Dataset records
#####

//! Review authoring: the reviews that votes are cast on.
use std::sync::Arc;

use coach_score_repository::ReviewsRepository;
use coach_score_shared::types::{NewReview, Ratings, Review, ReviewUpdate};
use tracing::info;
use uuid::Uuid;

use crate::errors::ServiceError;

pub struct ReviewService {
    reviews: Arc<dyn ReviewsRepository>,
}

impl ReviewService {
    pub fn new(reviews: Arc<dyn ReviewsRepository>) -> Self {
        Self { reviews }
    }

    /// Stores a new review under a fresh id. Counters start at zero.
    pub async fn create_review(&self, review: NewReview) -> Result<Review, ServiceError> {
        if review.reviewer_id.trim().is_empty() {
            return Err(ServiceError::Unauthenticated);
        }
        require("coachId", &review.coach_id)?;
        require("schoolId", &review.school_id)?;
        validate_content(&review.ratings, &review.comment)?;

        let review_id = Uuid::new_v4().to_string();
        let stored = self.reviews.create_review(&review_id, &review).await?;

        info!(
            review_id = %stored.review_id,
            coach_id = %stored.coach_id,
            reviewer_id = %stored.reviewer_id,
            "Review created"
        );
        Ok(stored)
    }

    pub async fn has_reviewed(&self, coach_id: &str, user_id: &str) -> Result<bool, ServiceError> {
        require("coachId", coach_id)?;
        require("userId", user_id)?;
        Ok(self.reviews.find_review(coach_id, user_id).await?.is_some())
    }

    pub async fn get_review(&self, review_id: &str) -> Result<Review, ServiceError> {
        self.reviews
            .get_review(review_id)
            .await?
            .ok_or_else(|| review_not_found(review_id))
    }

    pub async fn update_review(
        &self,
        review_id: &str,
        update: ReviewUpdate,
    ) -> Result<Review, ServiceError> {
        validate_content(&update.ratings, &update.comment)?;
        let review = self
            .reviews
            .update_review(review_id, &update)
            .await?
            .ok_or_else(|| review_not_found(review_id))?;

        info!(review_id, "Review updated");
        Ok(review)
    }

    /// Removes the review and every vote cast on it.
    pub async fn delete_review(&self, review_id: &str) -> Result<(), ServiceError> {
        if !self.reviews.delete_review(review_id).await? {
            return Err(review_not_found(review_id));
        }

        info!(review_id, "Review deleted");
        Ok(())
    }

    pub async fn reviews_by_user(&self, user_id: &str) -> Result<Vec<Review>, ServiceError> {
        require("userId", user_id)?;
        Ok(self.reviews.list_reviews_by_reviewer(user_id).await?)
    }
}

fn require(field: &str, value: &str) -> Result<(), ServiceError> {
    if value.trim().is_empty() {
        return Err(ServiceError::invalid(format!("{field} is required")));
    }
    Ok(())
}

fn validate_content(ratings: &Ratings, comment: &str) -> Result<(), ServiceError> {
    if let Some(field) = ratings.out_of_range() {
        return Err(ServiceError::invalid(format!(
            "{field} must be between 1 and 5"
        )));
    }
    require("comment", comment)
}

fn review_not_found(review_id: &str) -> ServiceError {
    ServiceError::not_found(format!("Review not found: {review_id}"))
}
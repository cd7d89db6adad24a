mod direction;
mod review;
mod vote_counts;
mod vote_record;
mod vote_transition;

pub use direction::{Direction, ParseDirectionError};
pub use review::{NewReview, Ratings, Review, ReviewUpdate, RATING_MAX, RATING_MIN};
pub use vote_counts::{CounterDelta, VoteCounts};
pub use vote_record::VoteRecord;
pub use vote_transition::{VoteOutcome, VoteTransition};
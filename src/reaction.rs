//! The reaction ABI consumed by the `EXE` opcode.
//!
//! The original scheduler stores a reaction's code address directly in a
//! register and reinterprets the register holding its argument as a raw
//! `void*`. Rust has no safe equivalent of that type pun, so this crate
//! keeps reactions in a parallel table and has `EXE` carry a table index
//! instead of a register-encoded function pointer (the option spec.md §9
//! recommends over type-punning). The argument stays a plain `u64` — the
//! VM never inspects it, matching the "opaque argument" contract.

use std::sync::Arc;

/// Index of a registered reaction in a [`ReactionTable`].
#[derive(Debug, Clone, Copy, PartialEq, Eq, Hash)]
pub struct ReactionId(pub usize);

/// A reaction body: consumes one opaque `u64` argument, returns nothing.
/// Must not call back into the VM dispatch loop.
pub type Reaction = dyn Fn(u64) + Send + Sync;

/// The table `EXE` dispatches through.
///
/// Built once before [`crate::VirtualMachine::new`] and treated as
/// immutable afterwards, mirroring how instruction arrays are
/// compiler-emitted constants.
#[derive(Clone, Default)]
pub struct ReactionTable {
    reactions: Vec<Arc<Reaction>>,
}

impl ReactionTable {
    pub fn new() -> Self {
        Self::default()
    }

    /// Register a reaction body, returning the id `EXE` instructions use to
    /// refer to it.
    pub fn register<F>(&mut self, body: F) -> ReactionId
    where
        F: Fn(u64) + Send + Sync + 'static,
    {
        let id = ReactionId(self.reactions.len());
        self.reactions.push(Arc::new(body));
        id
    }

    pub fn len(&self) -> usize {
        self.reactions.len()
    }

    pub fn is_empty(&self) -> bool {
        self.reactions.is_empty()
    }

    /// Invoke the reaction at `id` synchronously with `arg`.
    ///
    /// Panics if `id` is out of range; [`crate::VirtualMachine::new`]
    /// validates every `EXE` instruction's reaction id against this table
    /// before any worker runs, so this should never trigger in practice.
    pub fn call(&self, id: ReactionId, arg: u64) {
        (self.reactions[id.0])(arg);
    }
}
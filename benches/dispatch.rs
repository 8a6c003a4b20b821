//! Steady-state dispatch-loop cost: the per-instruction overhead of
//! fetch-decode-execute once a worker is past setup, mirroring the
//! `mu_hot_path` benchmark group shape in the teacher's benches.

use std::sync::Arc;

use criterion::{black_box, criterion_group, criterion_main, BenchmarkId, Criterion};

use pretvm::config::VmConfig;
use pretvm::instruction::Instruction;
use pretvm::platform::StdPlatform;
use pretvm::reaction::ReactionTable;
use pretvm::schedule::Schedule;
use pretvm::vm::VirtualMachine;

fn arithmetic_loop_schedule(iterations: i64) -> Schedule {
    Schedule::new(vec![
        Instruction::Addi { dst: 1, src: 0, imm: 0 },
        Instruction::Addi { dst: 2, src: 0, imm: iterations },
        Instruction::Add { dst: 1, src1: 1, src2: 1 },
        Instruction::Addi { dst: 1, src: 1, imm: 1 },
        Instruction::Blt { op1: Some(1), op2: Some(2), target: 2 },
        Instruction::Stp,
    ])
}

fn bench_arithmetic_dispatch(c: &mut Criterion) {
    let mut group = c.benchmark_group("dispatch_arithmetic");

    for iterations in [10i64, 100, 1_000, 10_000] {
        group.bench_with_input(
            BenchmarkId::new("addi_add_blt_loop", iterations),
            &iterations,
            |b, &iterations| {
                b.iter(|| {
                    let vm = VirtualMachine::new(
                        Arc::new(StdPlatform::new()),
                        VmConfig::default(),
                        8,
                        ReactionTable::new(),
                        vec![arithmetic_loop_schedule(iterations)],
                    )
                    .expect("valid schedule");
                    black_box(vm.run_worker_inline(0).unwrap())
                });
            },
        );
    }

    group.finish();
}

fn bench_exe_dispatch(c: &mut Criterion) {
    let mut reactions = ReactionTable::new();
    let id = reactions.register(|arg| {
        black_box(arg);
    });

    let schedule = Schedule::new(vec![
        Instruction::Addi { dst: 1, src: 0, imm: 0 },
        Instruction::Addi { dst: 2, src: 0, imm: 1_000 },
        Instruction::Exe { reaction: id, args: 1 },
        Instruction::Addi { dst: 1, src: 1, imm: 1 },
        Instruction::Blt { op1: Some(1), op2: Some(2), target: 2 },
        Instruction::Stp,
    ]);
    let vm = VirtualMachine::new(
        Arc::new(StdPlatform::new()),
        VmConfig::default(),
        8,
        reactions,
        vec![schedule],
    )
    .expect("valid schedule");

    c.bench_function("dispatch_exe_1000_reactions", |b| {
        b.iter(|| black_box(vm.run_worker_inline(0)));
    });
}

criterion_group!(benches, bench_arithmetic_dispatch, bench_exe_dispatch);
criterion_main!(benches);
//! The twelve-opcode instruction set.
//!
//! spec.md models an instruction as `(opcode, op1, op2, op3)`, where each
//! operand is a tagged `register_ref | immediate` union and the tagging is
//! fixed per opcode at compile time, never inspected at runtime. This crate
//! realizes that "fixed per opcode, compile-time" contract directly as a
//! Rust enum with typed fields per variant, instead of carrying three
//! generic tagged operands through dispatch — the enum *is* the static
//! operand-role table, checked by the compiler rather than documented in a
//! comment.

use crate::reaction::ReactionId;
use crate::time::Interval;

/// A single instruction. Each variant documents which of its fields are
/// register indices into the shared register file and which are
/// immediates, matching the per-opcode operand-role table in spec.md §4.3.
#[derive(Debug, Clone, Copy, PartialEq, Eq)]
pub enum Instruction {
    /// `*dst = *src1 + *src2` (wrapping `u64` addition). PC += 1.
    Add { dst: usize, src1: usize, src2: usize },

    /// `*dst = *src + imm`. PC += 1.
    Addi { dst: usize, src: usize, imm: i64 },

    /// Branch to `target` if `*op1 == *op2`; fall through (PC += 1)
    /// otherwise. A `None` operand makes the predicate false (the compiler
    /// elides unused branch registers).
    Beq { op1: Option<usize>, op2: Option<usize>, target: usize },

    /// Branch to `target` if `*op1 >= *op2` (signed). See [`Instruction::Beq`].
    Bge { op1: Option<usize>, op2: Option<usize>, target: usize },

    /// Branch to `target` if `*op1 < *op2` (signed). See [`Instruction::Beq`].
    Blt { op1: Option<usize>, op2: Option<usize>, target: usize },

    /// Branch to `target` if `*op1 != *op2`. See [`Instruction::Beq`].
    Bne { op1: Option<usize>, op2: Option<usize>, target: usize },

    /// Delay until `*base + offset` (a physical-time instant). PC += 1
    /// after the wait completes.
    Du { base: usize, offset: Interval },

    /// Synchronously invoke `reaction` with the opaque argument held in
    /// register `args`. PC += 1.
    Exe { reaction: ReactionId, args: usize },

    /// Busy-wait while `*var >= bound` (wait for strictly-less-than). PC += 1.
    Wlt { var: usize, bound: i64 },

    /// Busy-wait while `*var < bound` (wait for at-least). PC += 1.
    Wu { var: usize, bound: i64 },

    /// If `dst` isn't the zero register, `*dst = PC + 1`. Then
    /// `PC = label + offset`.
    Jal { dst: usize, label: usize, offset: i64 },

    /// If `dst` isn't the zero register, `*dst = PC + 1`. Then
    /// `PC = *base + offset`.
    Jalr { dst: usize, base: usize, offset: i64 },

    /// Sets the worker's exit flag. PC is not modified.
    Stp,
}

impl Instruction {
    /// The register indices this instruction reads or writes, for the
    /// bounds-validation pass [`crate::VirtualMachine::new`] runs before any
    /// worker executes.
    pub fn referenced_registers(&self) -> Vec<usize> {
        match *self {
            Instruction::Add { dst, src1, src2 } => vec![dst, src1, src2],
            Instruction::Addi { dst, src, .. } => vec![dst, src],
            Instruction::Beq { op1, op2, .. }
            | Instruction::Bge { op1, op2, .. }
            | Instruction::Blt { op1, op2, .. }
            | Instruction::Bne { op1, op2, .. } => {
                op1.into_iter().chain(op2).collect()
            }
            Instruction::Du { base, .. } => vec![base],
            Instruction::Exe { args, .. } => vec![args],
            Instruction::Wlt { var, .. } | Instruction::Wu { var, .. } => vec![var],
            Instruction::Jal { dst, .. } => vec![dst],
            Instruction::Jalr { dst, base, .. } => vec![dst, base],
            Instruction::Stp => vec![],
        }
    }

    /// The reaction id this instruction calls through, if any.
    pub fn referenced_reaction(&self) -> Option<ReactionId> {
        match *self {
            Instruction::Exe { reaction, .. } => Some(reaction),
            _ => None,
        }
    }
}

#####

Go line by line through the data above and report each one that holds the string "signed".

    /// Branch to `target` if `*op1 >= *op2` (signed). See [`Instruction::Beq`].
    /// Branch to `target` if `*op1 < *op2` (signed). See [`Instruction::Beq`].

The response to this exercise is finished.